The Ransom Center houses the papers of British author Radclyffe Hall, author of the 1928 lesbian landmark novel, “The Well of Loneliness,” and partner, artist Una Vincenzo, Lady Troubridge. The archive includes notebooks, draft typescripts, correspondence, photographs and scrapbooks that document Hall’s career as a writer, Troubridge’s work as a sculptor and translator, and their personal and creative partnership. The archive offers insight into a broad range of subjects including gender identity, lesbianism and sexuality, spiritualism and religion, and sociopolitical movements spanning the two world wars.
“This project is an opportunity to observe a multidimensional perspective of what queer life looked like for people in the time they lived, which is indispensable for any researchers interested in the full breadth of queer history,” said Hall-Troubridge Librarian Alejandra Martinez, who led the project to digitize and make accessible thousands of images from the archive.
Martinez said the couple’s leanings toward fascism and other far-right ideologies complicate their legacy as groundbreaking queer writers today, and digitizing their papers offers an opportunity to shed light on the lives they led.
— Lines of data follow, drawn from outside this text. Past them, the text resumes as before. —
//! Activity notifications shown in the bell menu.

use chrono::{DateTime, Utc};
use serde::{Deserialize, Serialize};

use crate::{ItemId, Route};

#[derive(Debug, Clone, Copy, PartialEq, Eq, Hash, Serialize, Deserialize)]
#[serde(rename_all = "lowercase")]
pub enum NotificationKind {
    Like,
    Dislike,
    Comment,
    Reply,
    Follow,
    Mention,
}

#[derive(Debug, Clone, PartialEq, Eq, Serialize, Deserialize)]
pub struct Notification {
    pub id: ItemId,
    pub kind: NotificationKind,
    pub actor_handle: String,
    #[serde(default)]
    pub post_id: Option<ItemId>,
    pub created_at: DateTime<Utc>,
    #[serde(default)]
    pub read: bool,
}

impl Notification {
    #[must_use]
    pub fn message(&self) -> String {
        let actor = &self.actor_handle;
        match self.kind {
            NotificationKind::Like => format!("@{actor} le dio like a tu publicación"),
            NotificationKind::Dislike => format!("@{actor} le dio dislike a tu publicación"),
            NotificationKind::Comment => format!("@{actor} comentó tu publicación"),
            NotificationKind::Reply => format!("@{actor} respondió a tu comentario"),
            NotificationKind::Follow => format!("@{actor} empezó a seguirte"),
            NotificationKind::Mention => format!("@{actor} te mencionó en una publicación"),
        }
    }

    /// Where tapping the notification navigates.
    #[must_use]
    pub fn target(&self) -> Route {
        match (&self.kind, &self.post_id) {
            (NotificationKind::Follow, _) | (_, None) => Route::Profile(self.actor_handle.clone()),
            (_, Some(post)) => Route::Post(post.clone()),
        }
    }
}

#[must_use]
pub fn unread_count(notifications: &[Notification]) -> usize {
    notifications.iter().filter(|n| !n.read).count()
}
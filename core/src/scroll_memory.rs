//! Per-route scroll offsets, so navigating back lands where the reader left off.

use std::collections::VecDeque;

use lokitos_types::Route;

pub const DEFAULT_CAPACITY: usize = 32;

/// Least-recently-used map from route to scroll offset.
#[derive(Debug, Clone)]
pub struct ScrollMemory {
    // Most recently used at the back.
    entries: VecDeque<(String, f64)>,
    capacity: usize,
}

impl Default for ScrollMemory {
    fn default() -> Self {
        Self::new(DEFAULT_CAPACITY)
    }
}

impl ScrollMemory {
    /// A capacity of zero is treated as one.
    #[must_use]
    pub fn new(capacity: usize) -> Self {
        let capacity = capacity.max(1);
        Self {
            entries: VecDeque::with_capacity(capacity),
            capacity,
        }
    }

    #[must_use]
    pub fn capacity(&self) -> usize {
        self.capacity
    }

    #[must_use]
    pub fn len(&self) -> usize {
        self.entries.len()
    }

    #[must_use]
    pub fn is_empty(&self) -> bool {
        self.entries.is_empty()
    }

    /// Remember `offset` for `route`. Negative or non-finite offsets are stored as 0.
    pub fn save(&mut self, route: &Route, offset: f64) {
        let key = route.to_string();
        let offset = if offset.is_finite() { offset.max(0.0) } else { 0.0 };
        self.take(&key);
        if self.entries.len() == self.capacity {
            if let Some((evicted, _)) = self.entries.pop_front() {
                tracing::trace!(route = %evicted, "Forgetting scroll position");
            }
        }
        self.entries.push_back((key, offset));
    }

    /// Saved offset for `route`, marking it recently used.
    pub fn restore(&mut self, route: &Route) -> Option<f64> {
        let key = route.to_string();
        let offset = self.take(&key)?;
        self.entries.push_back((key, offset));
        Some(offset)
    }

    pub fn forget(&mut self, route: &Route) -> Option<f64> {
        self.take(&route.to_string())
    }

    fn take(&mut self, key: &str) -> Option<f64> {
        let pos = self.entries.iter().position(|(k, _)| k == key)?;
        self.entries.remove(pos).map(|(_, offset)| offset)
    }
}

#[cfg(test)]
mod tests {
    use super::{DEFAULT_CAPACITY, ScrollMemory};
    use lokitos_types::{ItemId, Route};

    fn post(id: &str) -> Route {
        Route::Post(ItemId::new(id))
    }

    #[test]
    fn saves_and_restores() {
        let mut memory = ScrollMemory::default();
        assert_eq!(memory.capacity(), DEFAULT_CAPACITY);
        memory.save(&Route::ForYou, 1200.0);
        assert_eq!(memory.restore(&Route::ForYou), Some(1200.0));
        assert_eq!(memory.restore(&post("p1")), None);
    }

    #[test]
    fn saving_again_overwrites() {
        let mut memory = ScrollMemory::new(4);
        memory.save(&Route::ForYou, 10.0);
        memory.save(&Route::ForYou, 20.0);
        assert_eq!(memory.len(), 1);
        assert_eq!(memory.restore(&Route::ForYou), Some(20.0));
    }

    #[test]
    fn evicts_least_recently_used() {
        let mut memory = ScrollMemory::new(2);
        memory.save(&post("a"), 1.0);
        memory.save(&post("b"), 2.0);
        // Touch "a" so "b" becomes the oldest.
        assert_eq!(memory.restore(&post("a")), Some(1.0));
        memory.save(&post("c"), 3.0);

        assert_eq!(memory.restore(&post("b")), None);
        assert_eq!(memory.restore(&post("a")), Some(1.0));
        assert_eq!(memory.restore(&post("c")), Some(3.0));
    }

    #[test]
    fn invalid_offsets_become_zero() {
        let mut memory = ScrollMemory::new(0);
        assert_eq!(memory.capacity(), 1);
        memory.save(&Route::Auth, f64::NAN);
        assert_eq!(memory.restore(&Route::Auth), Some(0.0));
        memory.save(&Route::Auth, -5.0);
        assert_eq!(memory.forget(&Route::Auth), Some(0.0));
        assert!(memory.is_empty());
    }
}
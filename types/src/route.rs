//! Client-visible routes.

use std::fmt;

use thiserror::Error;

use crate::ItemId;

#[derive(Debug, Clone, PartialEq, Eq, Hash)]
pub enum Route {
    /// Home feed (`/para-ti`).
    ForYou,
    Post(ItemId),
    Video(ItemId),
    Profile(String),
    Followers(String),
    Following(String),
    Auth,
}

#[derive(Debug, Error, Clone, PartialEq, Eq)]
#[error("unknown route: {0}")]
pub struct RouteParseError(pub String);

impl Route {
    /// Parse a path, ignoring any query string, fragment and trailing slash.
    /// `/` is treated as the home feed.
    pub fn parse(path: &str) -> Result<Self, RouteParseError> {
        let bare = path
            .split(['?', '#'])
            .next()
            .unwrap_or_default()
            .trim_end_matches('/');
        let segments: Vec<&str> = bare.split('/').skip(1).collect();

        let route = match segments.as_slice() {
            [] | [""] | ["para-ti"] => Self::ForYou,
            ["auth"] => Self::Auth,
            ["post", id] if !id.is_empty() => Self::Post(ItemId::new(*id)),
            ["video", id] if !id.is_empty() => Self::Video(ItemId::new(*id)),
            ["user", handle] if !handle.is_empty() => Self::Profile((*handle).to_string()),
            ["user", handle, "followers"] if !handle.is_empty() => {
                Self::Followers((*handle).to_string())
            }
            ["user", handle, "following"] if !handle.is_empty() => {
                Self::Following((*handle).to_string())
            }
            _ => return Err(RouteParseError(path.to_string())),
        };
        Ok(route)
    }
}

impl fmt::Display for Route {
    fn fmt(&self, f: &mut fmt::Formatter<'_>) -> fmt::Result {
        match self {
            Self::ForYou => f.write_str("/para-ti"),
            Self::Post(id) => write!(f, "/post/{id}"),
            Self::Video(id) => write!(f, "/video/{id}"),
            Self::Profile(handle) => write!(f, "/user/{handle}"),
            Self::Followers(handle) => write!(f, "/user/{handle}/followers"),
            Self::Following(handle) => write!(f, "/user/{handle}/following"),
            Self::Auth => f.write_str("/auth"),
        }
    }
}
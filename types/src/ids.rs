use std::fmt;

/// Backend row identifier for posts, videos, comments and notifications.
#[derive(Debug, Clone, PartialEq, Eq, Hash, PartialOrd, Ord, serde::Serialize, serde::Deserialize)]
#[serde(transparent)]
pub struct ItemId(String);

impl ItemId {
    #[must_use]
    pub fn new(id: impl Into<String>) -> Self {
        Self(id.into())
    }

    #[must_use]
    pub fn as_str(&self) -> &str {
        &self.0
    }
}

impl fmt::Display for ItemId {
    fn fmt(&self, f: &mut fmt::Formatter<'_>) -> fmt::Result {
        write!(f, "{}", self.0)
    }
}

impl From<&str> for ItemId {
    fn from(value: &str) -> Self {
        Self::new(value)
    }
}

/// Account identifier. The signed-in viewer, post authors and profiles all share it.
#[derive(Debug, Clone, PartialEq, Eq, Hash, PartialOrd, Ord, serde::Serialize, serde::Deserialize)]
#[serde(transparent)]
pub struct UserId(String);

impl UserId {
    #[must_use]
    pub fn new(id: impl Into<String>) -> Self {
        Self(id.into())
    }

    #[must_use]
    pub fn as_str(&self) -> &str {
        &self.0
    }
}

impl fmt::Display for UserId {
    fn fmt(&self, f: &mut fmt::Formatter<'_>) -> fmt::Result {
        write!(f, "{}", self.0)
    }
}

impl From<&str> for UserId {
    fn from(value: &str) -> Self {
        Self::new(value)
    }
}
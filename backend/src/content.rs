//! Posts, comments, votes and views.

use serde::Serialize;

use lokitos_types::{
    Comment, CommentDraft, CommentThread, ItemId, Post, PostDraft, UserId, VoteKind, VoteTally,
};

use crate::BackendError;
use crate::client::{Attempts, BackendClient, eq};

const POST_SELECT: &str = "*,author:profiles(*)";
const COMMENT_SELECT: &str = "*,author:profiles(*)";

/// Tables holding rows that reference a post, deleted before the post itself.
const POST_DEPENDENTS: [&str; 3] = ["votes", "views", "comments"];

/// Outcome of a cascading delete. The post row itself is always gone when this is returned.
#[derive(Debug, Default, Clone, PartialEq, Eq)]
pub struct DeleteReport {
    pub failed_dependents: Vec<&'static str>,
}

impl DeleteReport {
    #[must_use]
    pub fn is_clean(&self) -> bool {
        self.failed_dependents.is_empty()
    }
}

#[derive(Serialize)]
struct NewPost<'a> {
    author_id: &'a UserId,
    content: &'a str,
    #[serde(skip_serializing_if = "Option::is_none")]
    media_url: Option<&'a str>,
    #[serde(skip_serializing_if = "Option::is_none")]
    media_kind: Option<&'a str>,
}

#[derive(Serialize)]
struct NewComment<'a> {
    post_id: &'a ItemId,
    parent_id: Option<&'a ItemId>,
    author_id: &'a UserId,
    content: &'a str,
}

#[derive(Serialize)]
struct VoteArgs<'a> {
    item_id: &'a ItemId,
    viewer_id: &'a UserId,
    vote_kind: &'a str,
}

#[derive(Serialize)]
struct ViewArgs<'a> {
    item_id: &'a ItemId,
    viewer_id: Option<&'a UserId>,
}

impl BackendClient {
    /// Upload the draft's media (if any), then insert the post.
    ///
    /// Drafts are validated on construction, so nothing here can fail
    /// validation; a missing session fails before any request.
    pub async fn create_post(&self, draft: PostDraft) -> Result<Post, BackendError> {
        let author = self.require_viewer()?;
        let (content, media) = draft.into_parts();

        let uploaded = match media {
            Some(media) => {
                let kind = media.kind();
                Some((self.upload(media).await?, kind))
            }
            None => None,
        };

        let row = NewPost {
            author_id: &author,
            content: &content,
            media_url: uploaded.as_ref().map(|(url, _)| url.as_str()),
            media_kind: uploaded.as_ref().map(|(_, kind)| kind.as_str()),
        };
        let post: Post = self.insert("posts", POST_SELECT, &row).await?;
        tracing::info!(item_id = %post.id, has_media = uploaded.is_some(), "Created post");
        Ok(post)
    }

    pub async fn get_post(&self, id: &ItemId) -> Result<Post, BackendError> {
        let rows: Vec<Post> = self
            .select(
                "posts",
                &[("id", eq(id)), ("select", POST_SELECT.to_string())],
            )
            .await?;
        rows.into_iter()
            .next()
            .ok_or_else(|| BackendError::NotFound(format!("post {id}")))
    }

    /// Delete a post and, best-effort, the rows that reference it.
    ///
    /// A failing dependent delete is logged and reported but does not stop
    /// the post delete. Only a failure deleting the post row is an error.
    pub async fn delete_post(&self, id: &ItemId) -> Result<DeleteReport, BackendError> {
        self.require_viewer()?;
        let mut report = DeleteReport::default();

        for table in POST_DEPENDENTS {
            if let Err(e) = self.delete_where(table, &[("post_id", eq(id))]).await {
                tracing::warn!(item_id = %id, table, error = %e, "Dependent delete failed");
                report.failed_dependents.push(table);
            }
        }

        self.delete_where("posts", &[("id", eq(id))]).await?;
        tracing::info!(item_id = %id, clean = report.is_clean(), "Deleted post");
        Ok(report)
    }

    pub async fn comment_tree(&self, post_id: &ItemId) -> Result<CommentThread, BackendError> {
        let rows: Vec<Comment> = self
            .select(
                "comments",
                &[
                    ("post_id", eq(post_id)),
                    ("select", COMMENT_SELECT.to_string()),
                    ("order", "created_at.asc".to_string()),
                ],
            )
            .await?;
        Ok(CommentThread::from_rows(rows))
    }

    pub async fn create_comment(&self, draft: &CommentDraft) -> Result<Comment, BackendError> {
        let author = self.require_viewer()?;
        let row = NewComment {
            post_id: &draft.post_id,
            parent_id: draft.parent_id.as_ref(),
            author_id: &author,
            content: draft.content(),
        };
        let comment: Comment = self.insert("comments", COMMENT_SELECT, &row).await?;
        tracing::debug!(
            item_id = %comment.id,
            post_id = %comment.post_id,
            reply = comment.parent_id.is_some(),
            "Created comment"
        );
        Ok(comment)
    }

    /// Toggle the viewer's vote on a post, video or comment.
    ///
    /// Voting the same kind twice removes the vote. The returned tally is
    /// the server's, which callers should prefer over any local guess.
    pub async fn vote(&self, item: &ItemId, kind: VoteKind) -> Result<VoteTally, BackendError> {
        let viewer = self.require_viewer()?;
        let args = VoteArgs {
            item_id: item,
            viewer_id: &viewer,
            vote_kind: kind.as_str(),
        };
        self.rpc("toggle_vote", &args, Attempts::Once).await
    }

    /// Increment an item's view counter. Anonymous views are counted too.
    pub async fn register_view(
        &self,
        item: &ItemId,
        viewer: Option<&UserId>,
    ) -> Result<(), BackendError> {
        let args = ViewArgs {
            item_id: item,
            viewer_id: viewer,
        };
        self.rpc_unit("register_view", &args, Attempts::Once).await
    }
}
Using photographs, personal possessions, sound recordings and even motion picture stills, Pushcart Prize-nominee, writer and cartoonist Coyote Shook, a doctoral candidate in American studies at UT, worked with a team to create a companion online educational resource. The guides offer students and educators primary resources for the immersive study and teaching of LGBTQIA+ history and culture, human rights, censorship and free speech, social movements, and women’s and gender studies.
“The guides offer a rich array of historical documents for reconstructing complicated and historically nuanced LGBTQIA+ lives through archival materials,” Shook said. “This resource invites students to form their own hypotheses of how they would determine queer themes in a text and provide a ‘queer reading.’”
The project was supported by a Digitizing Hidden Collections grant from the Council on Library and Information Resources. The grant program is made possible by funding from The Andrew W. Mellon Foundation.
The Ransom Center’s digital collections portal makes available more than 225,000 digital images and audio-visual recordings to a worldwide audience.